= REQUIRED ACTION =
Print the lines below exactly, beginning with the one that contains "pub mod voice;" and stopping after the last line.

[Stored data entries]
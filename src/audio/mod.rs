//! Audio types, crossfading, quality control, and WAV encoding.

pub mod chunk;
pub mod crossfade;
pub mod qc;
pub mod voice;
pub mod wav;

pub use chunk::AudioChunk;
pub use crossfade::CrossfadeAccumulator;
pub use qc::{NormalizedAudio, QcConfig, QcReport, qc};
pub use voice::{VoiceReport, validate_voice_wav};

= SOLUTION =
pub mod voice;
pub mod wav;

pub use chunk::AudioChunk;
pub use crossfade::CrossfadeAccumulator;
pub use qc::{NormalizedAudio, QcConfig, QcReport, qc};
pub use voice::{VoiceReport, validate_voice_wav};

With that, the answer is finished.